## Exercise goal
Could you give the records below again exactly as they stand?

*** Information provided ***

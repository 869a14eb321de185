use anyhow::Result;

use crate::ui::{print_command_status, CommandStatus};

pub fn run(key: &str, value: &str, global: bool, local: bool) -> Result<()> {
    let path = super::resolve_write_path(global, local)?;
    let mut cfg = super::load_file(&path);

    cfg.set_field(key, value)?;

    super::save_file(&path, &cfg)?;

    print_command_status(
        CommandStatus::Success,
        &format!("Set {key} = {value} in {}", path.display()),
    );
    Ok(())
}

pub fn unset(key: &str, global: bool, local: bool) -> Result<()> {
    let path = super::resolve_write_path(global, local)?;
    let mut cfg = super::load_file(&path);

    if !cfg.unset_field(key) || !path.exists() {
        print_command_status(CommandStatus::Warning, &format!("{key} was not set"));
        return Ok(());
    }

    super::save_file(&path, &cfg)?;

    print_command_status(CommandStatus::Success, &format!("Unset {key}"));
    Ok(())
}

***

## Exercise answer
repository 869a14eb321de185
use anyhow::Result;

use crate::ui::{print_command_status, CommandStatus};

pub fn run(key: &str, value: &str, global: bool, local: bool) -> Result<()> {
    let path = super::resolve_write_path(global, local)?;
    let mut cfg = super::load_file(&path);

    cfg.set_field(key, value)?;

    super::save_file(&path, &cfg)?;

    print_command_status(
        CommandStatus::Success,
        &format!("Set {key} = {value} in {}", path.display()),
    );
    Ok(())
}

pub fn unset(key: &str, global: bool, local: bool) -> Result<()> {
    let path = super::resolve_write_path(global, local)?;
    let mut cfg = super::load_file(&path);

    if !cfg.unset_field(key) || !path.exists() {
        print_command_status(CommandStatus::Warning, &format!("{key} was not set"));
        return Ok(());
    }

    super::save_file(&path, &cfg)?;

    print_command_status(CommandStatus::Success, &format!("Unset {key}"));
    Ok(())
}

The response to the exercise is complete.